(THE DATA)

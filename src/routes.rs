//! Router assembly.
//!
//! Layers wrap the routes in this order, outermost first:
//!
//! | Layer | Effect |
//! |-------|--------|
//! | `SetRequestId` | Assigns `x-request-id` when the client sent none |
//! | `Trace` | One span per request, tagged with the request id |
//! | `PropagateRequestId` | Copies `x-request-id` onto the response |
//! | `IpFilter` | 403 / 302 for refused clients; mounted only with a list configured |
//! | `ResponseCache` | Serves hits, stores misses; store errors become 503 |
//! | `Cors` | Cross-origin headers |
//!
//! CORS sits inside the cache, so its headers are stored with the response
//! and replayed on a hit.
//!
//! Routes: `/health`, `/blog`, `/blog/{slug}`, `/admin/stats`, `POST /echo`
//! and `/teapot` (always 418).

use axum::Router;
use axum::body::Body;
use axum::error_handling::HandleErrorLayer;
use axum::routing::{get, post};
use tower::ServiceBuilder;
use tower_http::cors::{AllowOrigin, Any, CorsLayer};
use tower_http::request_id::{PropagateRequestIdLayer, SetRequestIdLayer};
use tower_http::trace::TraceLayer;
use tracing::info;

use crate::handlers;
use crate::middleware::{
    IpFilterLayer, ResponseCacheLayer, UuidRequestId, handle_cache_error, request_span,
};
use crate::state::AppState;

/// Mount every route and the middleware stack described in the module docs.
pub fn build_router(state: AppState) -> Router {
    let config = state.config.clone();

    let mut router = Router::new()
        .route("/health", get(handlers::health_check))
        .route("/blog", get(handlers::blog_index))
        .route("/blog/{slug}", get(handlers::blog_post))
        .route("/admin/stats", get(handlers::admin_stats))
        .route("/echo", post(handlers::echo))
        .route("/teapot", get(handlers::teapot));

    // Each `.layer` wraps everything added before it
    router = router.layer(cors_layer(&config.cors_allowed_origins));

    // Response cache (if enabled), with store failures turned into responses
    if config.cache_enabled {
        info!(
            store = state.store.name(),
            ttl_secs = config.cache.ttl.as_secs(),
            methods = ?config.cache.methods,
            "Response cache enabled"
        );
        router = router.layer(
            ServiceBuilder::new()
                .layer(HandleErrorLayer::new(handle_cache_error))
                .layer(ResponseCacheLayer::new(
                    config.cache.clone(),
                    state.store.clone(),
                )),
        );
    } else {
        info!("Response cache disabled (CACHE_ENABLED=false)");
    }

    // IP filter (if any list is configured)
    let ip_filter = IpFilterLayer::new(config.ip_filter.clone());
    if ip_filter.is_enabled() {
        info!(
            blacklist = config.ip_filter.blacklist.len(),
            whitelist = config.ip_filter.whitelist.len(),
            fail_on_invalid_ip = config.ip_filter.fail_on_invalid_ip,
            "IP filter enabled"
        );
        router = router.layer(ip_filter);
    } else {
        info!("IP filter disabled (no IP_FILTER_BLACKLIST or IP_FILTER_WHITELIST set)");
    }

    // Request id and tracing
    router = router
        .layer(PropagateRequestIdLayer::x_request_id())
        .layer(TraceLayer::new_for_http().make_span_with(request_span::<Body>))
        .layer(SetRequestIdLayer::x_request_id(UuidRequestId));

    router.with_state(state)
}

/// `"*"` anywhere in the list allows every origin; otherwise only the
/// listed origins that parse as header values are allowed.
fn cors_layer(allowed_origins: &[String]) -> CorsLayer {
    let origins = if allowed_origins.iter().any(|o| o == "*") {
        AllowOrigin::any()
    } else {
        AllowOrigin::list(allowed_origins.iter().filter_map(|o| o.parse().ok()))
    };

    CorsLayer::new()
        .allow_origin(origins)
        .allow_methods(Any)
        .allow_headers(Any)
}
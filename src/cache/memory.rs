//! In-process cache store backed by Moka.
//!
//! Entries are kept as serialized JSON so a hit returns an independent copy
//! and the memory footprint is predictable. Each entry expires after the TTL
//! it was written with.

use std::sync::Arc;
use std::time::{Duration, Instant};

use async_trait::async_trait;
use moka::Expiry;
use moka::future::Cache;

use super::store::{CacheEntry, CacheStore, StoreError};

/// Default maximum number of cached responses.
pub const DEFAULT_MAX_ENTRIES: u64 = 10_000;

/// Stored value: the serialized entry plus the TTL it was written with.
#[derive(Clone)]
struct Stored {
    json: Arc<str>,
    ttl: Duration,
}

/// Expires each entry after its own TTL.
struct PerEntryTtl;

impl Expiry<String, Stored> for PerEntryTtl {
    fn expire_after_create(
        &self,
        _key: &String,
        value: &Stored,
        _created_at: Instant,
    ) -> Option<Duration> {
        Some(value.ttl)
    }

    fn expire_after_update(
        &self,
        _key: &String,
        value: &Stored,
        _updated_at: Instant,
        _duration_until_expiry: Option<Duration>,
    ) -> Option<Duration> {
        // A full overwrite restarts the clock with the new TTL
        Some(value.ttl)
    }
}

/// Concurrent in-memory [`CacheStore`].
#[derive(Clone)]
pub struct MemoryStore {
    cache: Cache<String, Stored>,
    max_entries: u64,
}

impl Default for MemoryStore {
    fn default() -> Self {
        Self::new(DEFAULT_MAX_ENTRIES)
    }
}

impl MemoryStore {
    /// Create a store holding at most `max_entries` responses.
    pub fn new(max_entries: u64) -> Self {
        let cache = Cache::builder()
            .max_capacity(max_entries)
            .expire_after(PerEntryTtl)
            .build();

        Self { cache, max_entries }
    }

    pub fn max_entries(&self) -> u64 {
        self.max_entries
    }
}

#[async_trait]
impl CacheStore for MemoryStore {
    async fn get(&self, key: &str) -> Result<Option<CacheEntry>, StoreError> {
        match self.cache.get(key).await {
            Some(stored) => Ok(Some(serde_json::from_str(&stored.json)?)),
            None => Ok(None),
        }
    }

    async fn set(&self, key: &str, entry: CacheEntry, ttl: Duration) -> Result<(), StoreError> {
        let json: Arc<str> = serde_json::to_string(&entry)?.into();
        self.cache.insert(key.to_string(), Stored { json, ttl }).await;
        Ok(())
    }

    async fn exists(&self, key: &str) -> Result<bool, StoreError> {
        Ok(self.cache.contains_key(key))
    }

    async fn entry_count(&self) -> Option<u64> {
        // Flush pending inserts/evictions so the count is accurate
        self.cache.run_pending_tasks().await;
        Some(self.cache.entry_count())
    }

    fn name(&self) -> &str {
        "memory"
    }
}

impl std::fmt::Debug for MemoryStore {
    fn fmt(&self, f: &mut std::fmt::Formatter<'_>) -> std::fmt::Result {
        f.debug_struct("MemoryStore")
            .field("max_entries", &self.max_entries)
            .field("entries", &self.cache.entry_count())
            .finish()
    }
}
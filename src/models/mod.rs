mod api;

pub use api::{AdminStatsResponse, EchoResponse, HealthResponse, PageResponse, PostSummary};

(End THE DATA)

■ **WHAT TO WORK ON**:
All of the entries must be written out exactly as they stand.

■ **OUTPUT FOR THIS TASK**:
filename src/routes.rs
//! Router assembly.
//!
//! Layers wrap the routes in this order, outermost first:
//!
//! | Layer | Effect |
//! |-------|--------|
//! | `SetRequestId` | Assigns `x-request-id` when the client sent none |
//! | `Trace` | One span per request, tagged with the request id |
//! | `PropagateRequestId` | Copies `x-request-id` onto the response |
//! | `IpFilter` | 403 / 302 for refused clients; mounted only with a list configured |
//! | `ResponseCache` | Serves hits, stores misses; store errors become 503 |
//! | `Cors` | Cross-origin headers |
//!
//! CORS sits inside the cache, so its headers are stored with the response
//! and replayed on a hit.
//!
//! Routes: `/health`, `/blog`, `/blog/{slug}`, `/admin/stats`, `POST /echo`
//! and `/teapot` (always 418).

use axum::Router;
use axum::body::Body;
use axum::error_handling::HandleErrorLayer;
use axum::routing::{get, post};
use tower::ServiceBuilder;
use tower_http::cors::{AllowOrigin, Any, CorsLayer};
use tower_http::request_id::{PropagateRequestIdLayer, SetRequestIdLayer};
use tower_http::trace::TraceLayer;
use tracing::info;

use crate::handlers;
use crate::middleware::{
    IpFilterLayer, ResponseCacheLayer, UuidRequestId, handle_cache_error, request_span,
};
use crate::state::AppState;

/// Mount every route and the middleware stack described in the module docs.
pub fn build_router(state: AppState) -> Router {
    let config = state.config.clone();

    let mut router = Router::new()
        .route("/health", get(handlers::health_check))
        .route("/blog", get(handlers::blog_index))
        .route("/blog/{slug}", get(handlers::blog_post))
        .route("/admin/stats", get(handlers::admin_stats))
        .route("/echo", post(handlers::echo))
        .route("/teapot", get(handlers::teapot));

    // Each `.layer` wraps everything added before it
    router = router.layer(cors_layer(&config.cors_allowed_origins));

    // Response cache (if enabled), with store failures turned into responses
    if config.cache_enabled {
        info!(
            store = state.store.name(),
            ttl_secs = config.cache.ttl.as_secs(),
            methods = ?config.cache.methods,
            "Response cache enabled"
        );
        router = router.layer(
            ServiceBuilder::new()
                .layer(HandleErrorLayer::new(handle_cache_error))
                .layer(ResponseCacheLayer::new(
                    config.cache.clone(),
                    state.store.clone(),
                )),
        );
    } else {
        info!("Response cache disabled (CACHE_ENABLED=false)");
    }

    // IP filter (if any list is configured)
    let ip_filter = IpFilterLayer::new(config.ip_filter.clone());
    if ip_filter.is_enabled() {
        info!(
            blacklist = config.ip_filter.blacklist.len(),
            whitelist = config.ip_filter.whitelist.len(),
            fail_on_invalid_ip = config.ip_filter.fail_on_invalid_ip,
            "IP filter enabled"
        );
        router = router.layer(ip_filter);
    } else {
        info!("IP filter disabled (no IP_FILTER_BLACKLIST or IP_FILTER_WHITELIST set)");
    }

    // Request id and tracing
    router = router
        .layer(PropagateRequestIdLayer::x_request_id())
        .layer(TraceLayer::new_for_http().make_span_with(request_span::<Body>))
        .layer(SetRequestIdLayer::x_request_id(UuidRequestId));

    router.with_state(state)
}

/// `"*"` anywhere in the list allows every origin; otherwise only the
/// listed origins that parse as header values are allowed.
fn cors_layer(allowed_origins: &[String]) -> CorsLayer {
    let origins = if allowed_origins.iter().any(|o| o == "*") {
        AllowOrigin::any()
    } else {
        AllowOrigin::list(allowed_origins.iter().filter_map(|o| o.parse().ok()))
    };

    CorsLayer::new()
        .allow_origin(origins)
        .allow_methods(Any)
        .allow_headers(Any)
}
filename src/cache/memory.rs
//! In-process cache store backed by Moka.
//!
//! Entries are kept as serialized JSON so a hit returns an independent copy
//! and the memory footprint is predictable. Each entry expires after the TTL
//! it was written with.

use std::sync::Arc;
use std::time::{Duration, Instant};

use async_trait::async_trait;
use moka::Expiry;
use moka::future::Cache;

use super::store::{CacheEntry, CacheStore, StoreError};

/// Default maximum number of cached responses.
pub const DEFAULT_MAX_ENTRIES: u64 = 10_000;

/// Stored value: the serialized entry plus the TTL it was written with.
#[derive(Clone)]
struct Stored {
    json: Arc<str>,
    ttl: Duration,
}

/// Expires each entry after its own TTL.
struct PerEntryTtl;

impl Expiry<String, Stored> for PerEntryTtl {
    fn expire_after_create(
        &self,
        _key: &String,
        value: &Stored,
        _created_at: Instant,
    ) -> Option<Duration> {
        Some(value.ttl)
    }

    fn expire_after_update(
        &self,
        _key: &String,
        value: &Stored,
        _updated_at: Instant,
        _duration_until_expiry: Option<Duration>,
    ) -> Option<Duration> {
        // A full overwrite restarts the clock with the new TTL
        Some(value.ttl)
    }
}

/// Concurrent in-memory [`CacheStore`].
#[derive(Clone)]
pub struct MemoryStore {
    cache: Cache<String, Stored>,
    max_entries: u64,
}

impl Default for MemoryStore {
    fn default() -> Self {
        Self::new(DEFAULT_MAX_ENTRIES)
    }
}

impl MemoryStore {
    /// Create a store holding at most `max_entries` responses.
    pub fn new(max_entries: u64) -> Self {
        let cache = Cache::builder()
            .max_capacity(max_entries)
            .expire_after(PerEntryTtl)
            .build();

        Self { cache, max_entries }
    }

    pub fn max_entries(&self) -> u64 {
        self.max_entries
    }
}

#[async_trait]
impl CacheStore for MemoryStore {
    async fn get(&self, key: &str) -> Result<Option<CacheEntry>, StoreError> {
        match self.cache.get(key).await {
            Some(stored) => Ok(Some(serde_json::from_str(&stored.json)?)),
            None => Ok(None),
        }
    }

    async fn set(&self, key: &str, entry: CacheEntry, ttl: Duration) -> Result<(), StoreError> {
        let json: Arc<str> = serde_json::to_string(&entry)?.into();
        self.cache.insert(key.to_string(), Stored { json, ttl }).await;
        Ok(())
    }

    async fn exists(&self, key: &str) -> Result<bool, StoreError> {
        Ok(self.cache.contains_key(key))
    }

    async fn entry_count(&self) -> Option<u64> {
        // Flush pending inserts/evictions so the count is accurate
        self.cache.run_pending_tasks().await;
        Some(self.cache.entry_count())
    }

    fn name(&self) -> &str {
        "memory"
    }
}

impl std::fmt::Debug for MemoryStore {
    fn fmt(&self, f: &mut std::fmt::Formatter<'_>) -> std::fmt::Result {
        f.debug_struct("MemoryStore")
            .field("max_entries", &self.max_entries)
            .field("entries", &self.cache.entry_count())
            .finish()
    }
}
filename src/models/mod.rs
mod api;

pub use api::{AdminStatsResponse, EchoResponse, HealthResponse, PageResponse, PostSummary};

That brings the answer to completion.